The task:
All lines of the entries with "AppointmentFilter" in them must be listed.

Exercise materials:
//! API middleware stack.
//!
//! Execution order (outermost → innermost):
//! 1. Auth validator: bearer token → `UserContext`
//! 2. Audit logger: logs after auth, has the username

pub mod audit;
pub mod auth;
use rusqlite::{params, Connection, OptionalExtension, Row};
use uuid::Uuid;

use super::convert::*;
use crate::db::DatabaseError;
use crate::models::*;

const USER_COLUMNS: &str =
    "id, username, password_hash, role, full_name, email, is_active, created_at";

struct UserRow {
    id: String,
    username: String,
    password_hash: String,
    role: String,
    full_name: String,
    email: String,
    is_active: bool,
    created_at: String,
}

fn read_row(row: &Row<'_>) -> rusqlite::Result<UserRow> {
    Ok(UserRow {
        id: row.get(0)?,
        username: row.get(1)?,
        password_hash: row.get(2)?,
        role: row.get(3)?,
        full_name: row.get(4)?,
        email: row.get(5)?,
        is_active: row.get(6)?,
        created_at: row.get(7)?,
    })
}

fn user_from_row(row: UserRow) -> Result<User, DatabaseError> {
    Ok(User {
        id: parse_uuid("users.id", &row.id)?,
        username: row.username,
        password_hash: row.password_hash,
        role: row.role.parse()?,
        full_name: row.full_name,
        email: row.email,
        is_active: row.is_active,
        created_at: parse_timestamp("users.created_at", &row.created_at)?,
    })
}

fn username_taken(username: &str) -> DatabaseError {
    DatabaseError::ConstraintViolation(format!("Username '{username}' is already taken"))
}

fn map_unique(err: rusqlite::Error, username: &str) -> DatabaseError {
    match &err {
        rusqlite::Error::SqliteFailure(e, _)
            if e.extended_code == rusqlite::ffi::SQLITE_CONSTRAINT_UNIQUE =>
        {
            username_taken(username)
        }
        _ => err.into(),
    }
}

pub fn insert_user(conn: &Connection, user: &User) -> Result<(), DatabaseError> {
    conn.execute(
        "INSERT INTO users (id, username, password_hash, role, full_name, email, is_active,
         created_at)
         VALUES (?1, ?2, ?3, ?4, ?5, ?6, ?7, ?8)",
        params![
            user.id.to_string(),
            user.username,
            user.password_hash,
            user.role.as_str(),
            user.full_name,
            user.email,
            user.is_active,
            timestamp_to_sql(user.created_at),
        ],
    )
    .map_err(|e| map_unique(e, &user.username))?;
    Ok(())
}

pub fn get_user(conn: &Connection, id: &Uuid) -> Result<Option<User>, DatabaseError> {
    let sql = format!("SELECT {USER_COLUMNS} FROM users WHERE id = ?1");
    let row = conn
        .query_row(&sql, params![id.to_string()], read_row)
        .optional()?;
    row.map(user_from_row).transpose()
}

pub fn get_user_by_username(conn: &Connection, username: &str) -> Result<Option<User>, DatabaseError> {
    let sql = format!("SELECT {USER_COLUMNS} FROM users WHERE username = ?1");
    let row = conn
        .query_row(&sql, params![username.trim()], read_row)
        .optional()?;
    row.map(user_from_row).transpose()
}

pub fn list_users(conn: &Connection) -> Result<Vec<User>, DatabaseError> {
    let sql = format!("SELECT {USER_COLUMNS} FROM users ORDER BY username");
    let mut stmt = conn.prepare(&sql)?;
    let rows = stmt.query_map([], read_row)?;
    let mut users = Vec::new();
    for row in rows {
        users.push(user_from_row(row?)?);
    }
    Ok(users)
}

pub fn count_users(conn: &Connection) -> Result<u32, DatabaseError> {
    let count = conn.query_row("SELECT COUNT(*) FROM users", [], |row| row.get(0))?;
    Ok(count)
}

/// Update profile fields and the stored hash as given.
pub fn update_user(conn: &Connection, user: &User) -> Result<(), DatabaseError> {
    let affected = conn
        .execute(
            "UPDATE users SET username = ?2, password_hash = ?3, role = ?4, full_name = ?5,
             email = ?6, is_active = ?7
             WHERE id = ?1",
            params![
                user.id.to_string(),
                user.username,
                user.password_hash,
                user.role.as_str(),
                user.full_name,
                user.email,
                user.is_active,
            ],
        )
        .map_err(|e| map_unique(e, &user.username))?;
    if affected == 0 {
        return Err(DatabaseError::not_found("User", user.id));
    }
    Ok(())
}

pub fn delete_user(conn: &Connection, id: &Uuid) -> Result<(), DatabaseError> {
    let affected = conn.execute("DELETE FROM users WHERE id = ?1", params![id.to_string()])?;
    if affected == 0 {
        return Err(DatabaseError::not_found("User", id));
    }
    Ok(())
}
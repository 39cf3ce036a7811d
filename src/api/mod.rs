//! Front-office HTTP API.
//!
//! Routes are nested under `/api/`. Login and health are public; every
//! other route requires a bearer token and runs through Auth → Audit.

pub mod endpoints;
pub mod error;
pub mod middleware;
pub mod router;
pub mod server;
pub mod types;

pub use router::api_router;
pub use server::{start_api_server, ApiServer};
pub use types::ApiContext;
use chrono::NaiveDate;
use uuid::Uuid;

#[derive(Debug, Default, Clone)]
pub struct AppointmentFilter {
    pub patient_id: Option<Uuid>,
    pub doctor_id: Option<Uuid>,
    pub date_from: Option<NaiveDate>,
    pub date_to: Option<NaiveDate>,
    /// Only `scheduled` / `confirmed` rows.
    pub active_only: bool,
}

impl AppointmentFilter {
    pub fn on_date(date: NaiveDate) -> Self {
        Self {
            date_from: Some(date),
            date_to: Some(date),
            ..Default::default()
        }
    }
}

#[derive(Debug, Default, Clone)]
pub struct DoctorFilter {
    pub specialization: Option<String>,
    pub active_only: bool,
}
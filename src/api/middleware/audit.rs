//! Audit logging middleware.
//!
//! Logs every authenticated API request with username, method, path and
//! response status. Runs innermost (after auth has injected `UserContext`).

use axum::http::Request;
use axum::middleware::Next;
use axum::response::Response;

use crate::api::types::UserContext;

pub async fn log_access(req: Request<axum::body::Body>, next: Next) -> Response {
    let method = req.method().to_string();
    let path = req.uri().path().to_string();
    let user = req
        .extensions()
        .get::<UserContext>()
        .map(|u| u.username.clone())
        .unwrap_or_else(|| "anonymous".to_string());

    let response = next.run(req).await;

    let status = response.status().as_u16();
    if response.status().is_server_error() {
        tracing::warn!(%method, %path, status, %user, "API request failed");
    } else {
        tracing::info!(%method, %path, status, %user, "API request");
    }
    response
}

Answer to this task:
pub struct AppointmentFilter {
impl AppointmentFilter {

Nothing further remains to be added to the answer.